Peroxynitrite may be involved in acetaminophen-induced liver damage. However, it is unclear if peroxynitrite is generated in hepatocytes or in the vasculature. To address this question, we treated C3Heb/FeJ mice with 300 mg/kg acetaminophen and assessed nitrotyrosine protein adducts as indicator for peroxynitrite formation. Vascular nitrotyrosine staining was evident before liver injury between 0.5 and 2 h after acetaminophen treatment. However, liver injury developed parallel to hepatocellular nitrotyrosine staining between 2 and 6 h after acetaminophen. The mitochondrial content of glutathione disulfide, as indicator of reactive oxygen formation determined 6 h after acetaminophen, increased from 2.8 +/- 0.6% in controls to 23.5 +/- 5.1%. A high dose of allopurinol (100 mg/kg) strongly attenuated acetaminophen protein-adduct formation and prevented the mitochondrial oxidant stress and liver injury after acetaminophen. Lower doses of allopurinol, which are equally effective in inhibiting xanthine oxidase, were not protective and had no effect on nitrotyrosine staining and acetaminophen protein adduct formation. In vitro experiments showed that allopurinol is not a direct scavenger of peroxynitrite. We conclude that there is vascular peroxynitrite formation during the first 2 h after acetaminophen treatment.

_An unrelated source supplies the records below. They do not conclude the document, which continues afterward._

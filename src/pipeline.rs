//! Describe Pipeline
//!
//! Per-polygon orchestration:
//! 1. Resolve the name and build the polygon context
//! 2. Short-circuit polygons below the cell minimum
//! 3. Percentages and significant classes per layer
//! 4. Narrative order of lead and rest classes
//! 5. Class records: prose, correlations, zones, aspect, layer fields
//! 6. Narrative synthesis
//!
//! A malformed record aborts the attempt. `describe_with_retry` fetches a
//! fresh input and tries again, up to the configured attempt limit, then
//! skips the polygon. Batches run polygons in parallel with rayon.

use rayon::prelude::*;
use tracing::{debug, info, warn};

use crate::analysis::{
    aggregate, analyze_zones, classify_aspect, dominant_class, order_units, select, RankedClass,
    SignificantClassSet,
};
use crate::config::DescriberConfig;
use crate::data::PolygonInput;
use crate::error::{DescribeError, Result};
use crate::naming::resolve_name;
use crate::narrative::sections::landcover::URBAN;
use crate::narrative::utils::lookup_tables::{require_prose, require_short_landcover};
use crate::narrative::{Description, NarrativeSynthesizer};
use crate::types::{
    ClassRecord, CoOccurrence, CoOccurrences, Layer, LayerDetail, PolygonContext,
};

/// Outcome of describing one polygon with retries.
#[derive(Debug, Clone, PartialEq)]
pub enum RetryOutcome {
    Described {
        description: Description,
        attempts: u32,
    },
    /// Every attempt hit a malformed record.
    Skipped {
        attempts: u32,
        last_error: DescribeError,
    },
}

impl RetryOutcome {
    pub fn attempts(&self) -> u32 {
        match self {
            RetryOutcome::Described { attempts, .. } | RetryOutcome::Skipped { attempts, .. } => {
                *attempts
            }
        }
    }

    pub fn description(&self) -> Option<&Description> {
        match self {
            RetryOutcome::Described { description, .. } => Some(description),
            RetryOutcome::Skipped { .. } => None,
        }
    }
}

/// Result for one polygon of a batch.
#[derive(Debug, Clone, PartialEq)]
pub struct BatchItem {
    pub id: i64,
    pub outcome: Result<RetryOutcome>,
}

/// Describes polygons with a fixed configuration.
#[derive(Debug, Clone)]
pub struct Describer {
    config: DescriberConfig,
    synthesizer: NarrativeSynthesizer,
}

impl Describer {
    pub fn new(config: DescriberConfig) -> Self {
        let synthesizer = NarrativeSynthesizer::new()
            .with_min_cells(config.min_cells)
            .with_summaries(config.include_summaries);
        Self {
            config,
            synthesizer,
        }
    }

    pub fn config(&self) -> &DescriberConfig {
        &self.config
    }

    /// Polygon-wide context of an input.
    pub fn context(&self, input: &PolygonInput) -> PolygonContext {
        PolygonContext {
            id: input.id,
            name: resolve_name(&input.attributes),
            cell_count: input.cell_count,
            cell_size: input.cell_size.unwrap_or(self.config.cell_size),
            elevation: input.elevation,
            diversity: input.diversity,
            water_30m_percent: input.water_30m_percent,
            zones: input.zones,
        }
    }

    /// Describe one polygon in a single attempt.
    pub fn describe(&self, input: &PolygonInput) -> Result<Description> {
        let ctx = self.context(input);
        if ctx.cell_count < self.synthesizer.min_cells() {
            debug!(id = ctx.id, cells = ctx.cell_count, "polygon too small to describe");
            return Ok(Description::TooSmall);
        }

        let mut sets: Vec<SignificantClassSet> = Vec::with_capacity(Layer::ALL.len());
        for layer in Layer::ALL {
            let shares = aggregate(&input.layers.distribution(layer))?;
            let set = select(layer, &shares)?;
            if !set.is_significant() {
                debug!(id = ctx.id, %layer, lead = %set.lead.label, "no class above the rest threshold");
            }
            sets.push(set);
        }

        let order = order_units(&sets);
        debug!(id = ctx.id, leads = ?order.leads, units = order.units.len(), "ordered narrative units");

        let records = order
            .units
            .iter()
            .map(|unit| build_record(&ctx, input, unit))
            .collect::<Result<Vec<_>>>()?;

        let description = self.synthesizer.synthesize(&ctx, &records);
        debug!(id = ctx.id, paragraphs = description.paragraphs().len(), "synthesized description");
        Ok(description)
    }

    /// Describe a polygon, re-fetching its input after malformed records.
    ///
    /// `fetch` receives the 1-based attempt number. Errors other than
    /// malformed records end the polygon immediately.
    pub fn describe_with_retry<F>(&self, mut fetch: F) -> Result<RetryOutcome>
    where
        F: FnMut(u32) -> Result<PolygonInput>,
    {
        let max_attempts = self.config.max_attempts.max(1);
        let mut last_error = None;

        for attempt in 1..=max_attempts {
            let result = fetch(attempt).and_then(|input| self.describe(&input));
            match result {
                Ok(description) => {
                    return Ok(RetryOutcome::Described {
                        description,
                        attempts: attempt,
                    })
                }
                Err(err) if err.is_retryable() => {
                    warn!(attempt, max_attempts, error = %err, "malformed record, retrying");
                    last_error = Some(err);
                }
                Err(err) => return Err(err),
            }
        }

        let last_error = last_error.unwrap_or_else(|| {
            DescribeError::InvalidInput("no attempt was made".to_string())
        });
        warn!(attempts = max_attempts, error = %last_error, "skipping polygon after repeated failures");
        Ok(RetryOutcome::Skipped {
            attempts: max_attempts,
            last_error,
        })
    }

    /// Describe many polygons in parallel; output order follows input order.
    pub fn describe_batch(&self, inputs: &[PolygonInput]) -> Vec<BatchItem> {
        info!(polygons = inputs.len(), "describing batch");
        let items: Vec<BatchItem> = inputs
            .par_iter()
            .map(|input| BatchItem {
                id: input.id,
                outcome: self.describe_with_retry(|_| Ok(input.clone())),
            })
            .collect();
        let described = items
            .iter()
            .filter(|item| matches!(item.outcome, Ok(RetryOutcome::Described { .. })))
            .count();
        info!(described, total = items.len(), "batch complete");
        items
    }
}

impl Default for Describer {
    fn default() -> Self {
        Self::new(DescriberConfig::default())
    }
}

/// Describe a polygon with retries under the given configuration.
pub fn describe_with_retry<F>(config: &DescriberConfig, fetch: F) -> Result<RetryOutcome>
where
    F: FnMut(u32) -> Result<PolygonInput>,
{
    Describer::new(config.clone()).describe_with_retry(fetch)
}

/// Build the annotated record of one ordered class.
fn build_record(ctx: &PolygonContext, input: &PolygonInput, unit: &RankedClass) -> Result<ClassRecord> {
    let layer = unit.layer;
    let label = unit.label.as_str();
    let missing = |what: &str| DescribeError::malformed(layer, label, format!("missing {}", what));

    let row = input
        .layers
        .find(layer, label)
        .ok_or_else(|| missing("class row"))?;
    let prose = require_prose(layer, label)?;
    let elevation = row.elevation.ok_or_else(|| missing("elevation statistics"))?;
    let zones = row.zones.ok_or_else(|| missing("zone counts"))?;

    let mut co_occurrences = CoOccurrences::default();
    for other in layer.others() {
        if let Some(corr) = dominant_class(row.cross(other)) {
            let prose = match other {
                Layer::Landcover => require_short_landcover(&corr.label)?,
                _ => require_prose(other, &corr.label)?,
            };
            co_occurrences.set(
                other,
                CoOccurrence {
                    label: corr.label,
                    percent: corr.percent,
                    prose,
                },
            );
        }
    }

    let detail = match layer {
        Layer::Bioclimate => LayerDetail::Bioclimate,
        Layer::Lithology => LayerDetail::Lithology,
        Layer::Landform => LayerDetail::Landform {
            slope: row.slope.ok_or_else(|| missing("slope statistics"))?,
            facing: row.aspect.as_ref().and_then(classify_aspect),
        },
        Layer::Landcover => {
            if label == URBAN && row.population.is_none() {
                return Err(missing("population"));
            }
            LayerDetail::Landcover {
                population: row.population,
                biomass_mean: row.biomass_mean,
            }
        }
    };

    Ok(ClassRecord {
        layer,
        label: unit.label.clone(),
        prose,
        cell_count: unit.cell_count,
        percent: unit.percent,
        rank: unit.rank,
        elevation,
        diversity_mean: row.diversity_mean,
        co_occurrences,
        detail,
        location: analyze_zones(&zones, &ctx.zones, unit.cell_count),
        zones,
    })
}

On the other hand, reactive metabolites of acetaminophen bind to intracellular proteins and cause mitochondrial dysfunction and superoxide formation. Mitochondrial superoxide reacts with nitric oxide to form peroxynitrite, which is responsible for intracellular protein nitration. The pathophysiological relevance of vascular peroxynitrite for hepatocellular peroxynitrite formation and liver injury remains to be established.